Ernest Everett Just. Wikimedia Commons.
Ernest Everett Just (1883-1941)
Renowned African American scientist (Marine Biologist) from Charleston, SC. Just earned a doctorate in zoology from the University of Chicago in 1916 and established himself as an authority on fertilization. By 1928, Just was undertaking research at such prestigious institutions as the Stazione Zoologica in Italy, the Kaiser-Wilhelm Institut für Biologie in Germany, and the Station Biologique in France. In 1939, Just published Biology of the Cell Surface, a synthesis of much of his life’s work, and Basic Methods for Experiments on Eggs of Marine Animals, a book of experimental advice.
His early education was in a small, segregated school operated by his mother on James Island, the Frederick Deming, Jr. Industrial School. At age twelve, Just enrolled in the teacher training program at the Colored Normal, Industrial, Agricultural and Mechanical College of South Carolina in Orangeburg.
Graduating in 1899, Just left South Carolina to attend the Kimball Union Academy in Meriden, New Hampshire. With diligence, and aided by scholarships, Just enrolled at Dartmouth College, from which he graduated magna cum laude in 1907. As an African American, Just had little opportunity to pursue a career in science. Instead he joined the faculty of Howard University in Washington, D.C., where he taught English, biology, and zoology.
In 1909 he was invited to the prestigious Marine Biological Laboratory at Woods Hole, Massachusetts, where he served as a research assistant. Publishing his first paper in 1912 and receiving the National Association for the Advancement of Colored People’s first Springarn Medal in recognition of his scientific work and “service to his race.”
Just faced racism throughout his life, even with growing international recognition of his work and publications—especially in Europe. Together with frustration and bitterness, no scientific appointments were made available to Just. Of his situation, he once observed, “You see, I have a profession, but no position.” Nevertheless, between 1919 and 1928, he published no fewer than thirty-five scientific articles, primarily on fertilization.

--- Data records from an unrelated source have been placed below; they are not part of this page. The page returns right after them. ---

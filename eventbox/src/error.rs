//! Error types for the eventbox storage engine.

use std::path::PathBuf;

use thiserror::Error;

/// Coarse classification of every error the engine can return.
///
/// Callers that only need to distinguish "bad input" from "the disk failed"
/// match on this rather than on the per-component enums.
#[derive(Debug, Clone, Copy, PartialEq, Eq, Hash)]
pub enum ErrorKind {
    /// A caller-provided value is not acceptable (bad fan-out, bad data type,
    /// incompatible kind/version, malformed block or settings).
    InvalidArgument,
    /// An index is outside the valid range (dimension or depth).
    OutOfRange,
    /// Opening, reading, writing or copying the backing file failed.
    FileError,
    /// The operation needs state that is not present (e.g. file backing).
    RuntimeError,
}

/// The main error type for all eventbox operations.
#[derive(Error, Debug)]
pub enum EventBoxError {
    /// Error from the box controller's split policy or settings.
    #[error("box controller error: {0}")]
    Controller(#[from] ControllerError),

    /// Error describing or migrating the on-disk record format.
    #[error("record format error: {0}")]
    Format(#[from] FormatError),

    /// Error from the free-space allocator.
    #[error("free space error: {0}")]
    FreeSpace(#[from] FreeSpaceError),

    /// Error from an I/O backend.
    #[error("file I/O error: {0}")]
    FileIo(#[from] FileIoError),

    /// Error from the write-back cache.
    #[error("disk buffer error: {0}")]
    Buffer(#[from] BufferError),

    /// Error building or filling the box tree.
    #[error("box tree error: {0}")]
    Tree(#[from] TreeError),
}

impl EventBoxError {
    /// Returns the coarse classification of this error.
    pub fn kind(&self) -> ErrorKind {
        match self {
            Self::Controller(e) => e.kind(),
            Self::Format(_) | Self::FreeSpace(_) | Self::Tree(_) => ErrorKind::InvalidArgument,
            Self::FileIo(e) => e.kind(),
            Self::Buffer(e) => e.kind(),
        }
    }
}

/// Errors raised by the box controller.
#[derive(Error, Debug)]
pub enum ControllerError {
    /// A controller needs at least one dimension.
    #[error("number of dimensions must be at least 1")]
    ZeroDimensions,

    /// A per-dimension fan-out index is past the last dimension.
    #[error("split dimension {dim} is out of range for {n_dims} dimensions")]
    DimensionOutOfRange {
        /// The requested dimension.
        dim: usize,
        /// The controller's dimensionality.
        n_dims: usize,
    },

    /// A top-level fan-out index is past the last dimension.
    #[error("top-level split dimension {dim} is invalid for {n_dims} dimensions")]
    InvalidTopDimension {
        /// The requested dimension.
        dim: usize,
        /// The controller's dimensionality.
        n_dims: usize,
    },

    /// Fan-out must be at least one.
    #[error("fan-out for dimension {dim} must be >= 1, got {value}")]
    InvalidFanOut {
        /// The dimension being configured.
        dim: usize,
        /// The rejected fan-out.
        value: usize,
    },

    /// Depth is at or beyond the maximum depth.
    #[error("depth {depth} is out of range (max depth {max_depth})")]
    DepthOutOfRange {
        /// The requested depth.
        depth: usize,
        /// The configured maximum depth.
        max_depth: usize,
    },

    /// Maximum depth past the supported limit.
    #[error("max depth {depth} exceeds the limit of {limit}")]
    MaxDepthTooLarge {
        /// The requested maximum depth.
        depth: usize,
        /// The largest accepted maximum depth.
        limit: usize,
    },

    /// An I/O backend was built for a different dimensionality.
    #[error("I/O backend has {found} dimensions, controller has {expected}")]
    DimensionMismatch {
        /// The controller's dimensionality.
        expected: usize,
        /// The backend's dimensionality.
        found: usize,
    },

    /// Serialized settings could not be parsed or are inconsistent.
    #[error("invalid controller settings: {reason}")]
    InvalidSettings {
        /// What was wrong with the settings.
        reason: String,
    },

    /// Failed to read or write the XML settings blob.
    #[error("controller settings XML: {reason}")]
    SettingsXml {
        /// The reader or writer error.
        reason: String,
    },

    /// Failed to serialize or parse JSON settings.
    #[error("controller settings JSON: {0}")]
    SettingsJson(#[from] serde_json::Error),

    /// The operation needs file backing and the controller has none.
    #[error("{operation} requires a file-backed box controller")]
    NotFileBacked {
        /// The operation that was attempted.
        operation: &'static str,
    },
}

impl ControllerError {
    fn kind(&self) -> ErrorKind {
        match self {
            Self::DimensionOutOfRange { .. } | Self::DepthOutOfRange { .. } => {
                ErrorKind::OutOfRange
            }
            Self::NotFileBacked { .. } => ErrorKind::RuntimeError,
            _ => ErrorKind::InvalidArgument,
        }
    }
}

/// Errors describing the record format or migrating blocks between versions.
#[derive(Error, Debug)]
pub enum FormatError {
    /// Coordinates are stored in single (4) or double (8) precision only.
    #[error("coordinate size must be 4 or 8 bytes, got {size}")]
    InvalidCoordSize {
        /// The rejected size.
        size: usize,
    },

    /// The event kind name is not recognised.
    #[error("unknown event kind '{name}' (expected \"MDEvent\" or \"MDLeanEvent\")")]
    UnknownEventKind {
        /// The rejected name.
        name: String,
    },

    /// The numeric event data version is not recognised.
    #[error("unknown event data version {value} (expected 2, 4 or 5)")]
    UnknownVersion {
        /// The rejected value.
        value: u32,
    },

    /// The event kind cannot be stored with this data version.
    #[error("event kind {kind} cannot be stored with event data version {version}")]
    IncompatibleVersion {
        /// The event kind name.
        kind: &'static str,
        /// The version name.
        version: &'static str,
    },

    /// The migration direction is neither READ nor WRITE.
    #[error("unknown block direction '{direction}' (expected \"READ\" or \"WRITE\")")]
    UnknownDirection {
        /// The rejected direction.
        direction: String,
    },

    /// A block does not hold a whole number of records.
    #[error("block of {len} values is not a whole number of {columns}-column records")]
    MalformedBlock {
        /// The number of values in the block.
        len: usize,
        /// The record width.
        columns: usize,
    },
}

/// Errors raised by the free-space allocator.
#[derive(Error, Debug)]
pub enum FreeSpaceError {
    /// Extents must have a non-zero length.
    #[error("free extent at {position} has zero length")]
    EmptyExtent {
        /// The position of the empty extent.
        position: u64,
    },

    /// Two extents claim the same space.
    #[error("free extent {position}+{length} overlaps free space starting at {existing}")]
    Overlap {
        /// Start of the rejected extent.
        position: u64,
        /// Length of the rejected extent.
        length: u64,
        /// Start of the extent it collides with.
        existing: u64,
    },
}

/// Errors raised by I/O backends.
#[derive(Error, Debug)]
pub enum FileIoError {
    /// The file does not exist and the mode requires it.
    #[error("file '{}' does not exist", path.display())]
    NotFound {
        /// The missing path.
        path: PathBuf,
    },

    /// The file could not be opened or created.
    #[error("failed to open '{}': {source}", path.display())]
    OpenFailed {
        /// The path being opened.
        path: PathBuf,
        /// The underlying I/O error.
        #[source]
        source: std::io::Error,
    },

    /// The open mode string is not recognised.
    #[error("unknown open mode '{mode}' (expected r, w or W)")]
    InvalidMode {
        /// The rejected mode.
        mode: String,
    },

    /// The file exists but is not a valid container.
    #[error("container '{}' is corrupted: {reason}", path.display())]
    Corrupted {
        /// The container path.
        path: PathBuf,
        /// Description of the problem.
        reason: String,
    },

    /// Reading from the container failed.
    #[error("failed to read '{}' at event {position}: {source}", path.display())]
    ReadFailed {
        /// The container path.
        path: PathBuf,
        /// The logical event position.
        position: u64,
        /// The underlying I/O error.
        #[source]
        source: std::io::Error,
    },

    /// Writing to the container failed.
    #[error("failed to write '{}' at event {position}: {source}", path.display())]
    WriteFailed {
        /// The container path.
        path: PathBuf,
        /// The logical event position.
        position: u64,
        /// The underlying I/O error.
        #[source]
        source: std::io::Error,
    },

    /// Flushing the container to disk failed.
    #[error("failed to sync '{}' to disk: {source}", path.display())]
    SyncFailed {
        /// The container path.
        path: PathBuf,
        /// The underlying I/O error.
        #[source]
        source: std::io::Error,
    },

    /// Copying the container failed.
    #[error("failed to copy '{}' to '{}': {source}", from.display(), to.display())]
    CopyFailed {
        /// The source path.
        from: PathBuf,
        /// The destination path.
        to: PathBuf,
        /// The underlying I/O error.
        #[source]
        source: std::io::Error,
    },

    /// A read asked for events past the end of the data region.
    #[error("events {position}..{end} are beyond the file length of {length} events")]
    BeyondEnd {
        /// First requested event.
        position: u64,
        /// One past the last requested event.
        end: u64,
        /// Current file length in events.
        length: u64,
    },

    /// The backend was opened read-only.
    #[error("'{}' is open read-only", path.display())]
    ReadOnly {
        /// The container path.
        path: PathBuf,
    },

    /// The operation needs an open file.
    #[error("no file is open")]
    NotOpen,

    /// The data type cannot change once events are stored.
    #[error("cannot change the data type of '{}': it already holds {events} events", path.display())]
    DataTypeLocked {
        /// The container path.
        path: PathBuf,
        /// Number of stored events.
        events: u64,
    },

    /// The backend cannot perform this operation at all.
    #[error("{operation} is not supported by this backend")]
    Unsupported {
        /// The operation that was attempted.
        operation: &'static str,
    },
}

impl FileIoError {
    fn kind(&self) -> ErrorKind {
        match self {
            Self::InvalidMode { .. } => ErrorKind::InvalidArgument,
            Self::DataTypeLocked { .. } | Self::Unsupported { .. } => ErrorKind::RuntimeError,
            _ => ErrorKind::FileError,
        }
    }
}

/// Errors raised by the write-back cache.
#[derive(Error, Debug)]
pub enum BufferError {
    /// The box has neither a buffered block nor an on-disk location.
    #[error("no data is stored for box {box_id}")]
    UnknownBlock {
        /// The box id.
        box_id: u64,
    },
}

impl BufferError {
    fn kind(&self) -> ErrorKind {
        match self {
            Self::UnknownBlock { .. } => ErrorKind::RuntimeError,
        }
    }
}

/// Errors raised while building or filling the box tree.
#[derive(Error, Debug)]
pub enum TreeError {
    /// The number of extents or coordinates does not match the dimensions.
    #[error("expected {expected} coordinates, got {found}")]
    CoordinateCount {
        /// The controller's dimensionality.
        expected: usize,
        /// The number supplied.
        found: usize,
    },

    /// An extent is empty, reversed or not finite.
    #[error("extent {min}..{max} of dimension {dim} is not a valid range")]
    InvalidExtent {
        /// The offending dimension.
        dim: usize,
        /// Lower bound.
        min: f64,
        /// Upper bound.
        max: f64,
    },
}

/// Type alias for `Result<T, EventBoxError>`.
pub type Result<T> = std::result::Result<T, EventBoxError>;

#[cfg(test)]
mod tests {
    use super::*;

    #[test]
    fn test_error_kinds() {
        let err: EventBoxError = ControllerError::DimensionOutOfRange { dim: 3, n_dims: 2 }.into();
        assert_eq!(err.kind(), ErrorKind::OutOfRange);

        let err: EventBoxError = ControllerError::InvalidTopDimension { dim: 3, n_dims: 2 }.into();
        assert_eq!(err.kind(), ErrorKind::InvalidArgument);

        let err: EventBoxError = FormatError::InvalidCoordSize { size: 7 }.into();
        assert_eq!(err.kind(), ErrorKind::InvalidArgument);

        let err: EventBoxError = FileIoError::NotFound {
            path: PathBuf::from("missing.evbx"),
        }
        .into();
        assert_eq!(err.kind(), ErrorKind::FileError);

        let err: EventBoxError = ControllerError::NotFileBacked { operation: "evict" }.into();
        assert_eq!(err.kind(), ErrorKind::RuntimeError);
    }

    #[test]
    fn test_messages_name_the_offender() {
        let err: EventBoxError = FormatError::UnknownEventKind {
            name: "MDFatEvent".to_string(),
        }
        .into();
        assert!(err.to_string().contains("MDFatEvent"));

        let err: EventBoxError = FileIoError::NotFound {
            path: PathBuf::from("/tmp/nowhere.evbx"),
        }
        .into();
        assert!(err.to_string().contains("/tmp/nowhere.evbx"));
    }
}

Just died of pancreatic cancer in Washington, D.C., on October 27, 1941. The distinguished psychiatrist Ben Karpman wrote of his friend’s passing: “Professor Just’s life was the struggle of a soul in pain. Optimism and frustration struggled within him, and optimism lost.”
Manning, Kenneth R. Black Apollo of Science: The Life of Ernest Everett Just. New York: Oxford University Press, 1983.
Wynes, Charles E. “Ernest Everett Just: Marine Biologist, Man Extraordinaire.” Southern Studies 33 (spring 1984): 60–70.